È plausibile che nei prossimi mesi i governi dei due Paesi cerchino vie alternative per sviluppare progetti comuni su idrogeno verde, interconnessioni elettriche e stoccaggi, magari in contesti dove la presenza di azionisti extra-Ue è meno problematica o più facilmente circoscrivibile attraverso schemi di governance ad hoc.

Cosa resta dopo lo stop: lezioni e scenari

Il passo indietro di Snam su Oge lascia sul tavolo almeno tre lezioni.

La prima è che, per le infrastrutture energetiche, il confine tra operazione industriale e dossier politico-diplomatico è sempre più sottile. Ogni grande acquisizione in questo campo deve fare i conti non solo con i conti economici, ma con la percezione di sicurezza nazionale dei Paesi coinvolti.

La seconda è che la presenza di capitali cinesi nei veicoli che controllano asset europei, anche se acquisita in passato, può diventare un fattore di vulnerabilità regolatoria quando si prova a muoversi su altri mercati. In questo senso, il caso Oge potrebbe spingere Roma e gli stessi operatori a rivedere nel tempo la propria struttura azionaria.

La terza riguarda l’Europa: se ogni Stato membro applica regole e sensibilità diverse nel filtrare gli investimenti, il rischio è quello di una frammentazione del mercato interno dell’energia, con progetti transnazionali che diventano più difficili da realizzare. Una sfida non da poco per un continente che punta a costruire reti integrate per gas, elettricità e idrogeno.

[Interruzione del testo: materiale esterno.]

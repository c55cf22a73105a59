//! Content-type detection for materialized files.
//!
//! Sniffing runs an external command (`file --brief --mime-type` by default)
//! against the staged copy. Any failure degrades to [`UNKNOWN_MIME`]; a file
//! is never skipped because its type could not be determined.

use std::ffi::OsStr;
use std::path::Path;
use std::time::Duration;

use tracing::debug;

use crate::interrupt::Interrupt;
use crate::process::{self, RunLimits};

pub const UNKNOWN_MIME: &str = "application/octet-stream";

const SNIFF_TIMEOUT: Duration = Duration::from_secs(10);
const SNIFF_OUTPUT_LIMIT: usize = 1024;

#[derive(Debug, Clone)]
pub struct MimeSniffer {
    command: Vec<String>,
    interrupt: Interrupt,
}

impl MimeSniffer {
    /// `command` is the program and its leading arguments; the path is appended
    pub fn new(command: Vec<String>, interrupt: Interrupt) -> Self {
        Self { command, interrupt }
    }

    pub async fn sniff(&self, path: &Path) -> String {
        let Some((program, args)) = self.command.split_first() else {
            return UNKNOWN_MIME.to_string();
        };

        let limits = RunLimits {
            timeout: SNIFF_TIMEOUT,
            max_output_bytes: SNIFF_OUTPUT_LIMIT,
            interrupt: self.interrupt.clone(),
        };
        let mut argv: Vec<&OsStr> = args.iter().map(OsStr::new).collect();
        argv.push(path.as_os_str());

        match process::run_captured(Path::new(program), argv, None, &limits).await {
            Ok(captured) if captured.status.success() => match parse_mime(&captured.output) {
                Some(mime) => mime,
                None => {
                    debug!(
                        path = %path.display(),
                        output = %captured.output.trim(),
                        "Unrecognized type detector output"
                    );
                    UNKNOWN_MIME.to_string()
                }
            },
            Ok(captured) => {
                debug!(path = %path.display(), status = ?captured.status, "Type detector failed");
                UNKNOWN_MIME.to_string()
            }
            Err(failure) => {
                debug!(path = %path.display(), ?failure, "Type detector could not run");
                UNKNOWN_MIME.to_string()
            }
        }
    }
}

/// A single `type/subtype` token, parameters stripped
fn parse_mime(output: &str) -> Option<String> {
    let line = output.lines().next()?.trim();
    let essence = line.split(';').next()?.trim();
    let (kind, subtype) = essence.split_once('/')?;
    let valid = |part: &str| {
        !part.is_empty() && !part.chars().any(|c| c.is_whitespace() || c == '/')
    };
    (valid(kind) && valid(subtype)).then(|| essence.to_ascii_lowercase())
}

#[cfg(test)]
mod tests {
    use super::*;

    #[test]
    fn test_parse_mime() {
        assert_eq!(parse_mime("text/x-python\n"), Some("text/x-python".to_string()));
        assert_eq!(
            parse_mime("text/plain; charset=us-ascii"),
            Some("text/plain".to_string())
        );
        assert_eq!(parse_mime("cannot open `x' (No such file or directory)"), None);
        assert_eq!(parse_mime(""), None);
        assert_eq!(parse_mime("text/"), None);
    }

    #[tokio::test]
    async fn test_missing_detector_falls_back() {
        let sniffer = MimeSniffer::new(
            vec!["/nonexistent/file-detector".to_string()],
            Interrupt::never(),
        );
        assert_eq!(sniffer.sniff(Path::new("/tmp/x")).await, UNKNOWN_MIME);
    }

    #[tokio::test]
    async fn test_empty_command_falls_back() {
        let sniffer = MimeSniffer::new(Vec::new(), Interrupt::never());
        assert_eq!(sniffer.sniff(Path::new("/tmp/x")).await, UNKNOWN_MIME);
    }

    #[cfg(unix)]
    #[tokio::test]
    async fn test_detector_output_is_used() {
        let sniffer = MimeSniffer::new(
            vec![
                "sh".to_string(),
                "-c".to_string(),
                "echo text/x-shellscript".to_string(),
                "sh".to_string(),
            ],
            Interrupt::never(),
        );
        assert_eq!(
            sniffer.sniff(Path::new("/tmp/script")).await,
            "text/x-shellscript"
        );
    }
}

Per Snam, intanto, la partita non finisce qui. Il gruppo ha già fatto sapere che continuerà a cercare opportunità di crescita selettive in Europa, privilegiando quelle in cui può esercitare un ruolo industriale pieno e compatibile con le regole locali. La Germania, per ora, resta un obiettivo mancato. Ma in un settore in continua evoluzione, chi oggi chiude una porta domani potrebbe riaprire almeno una finestra.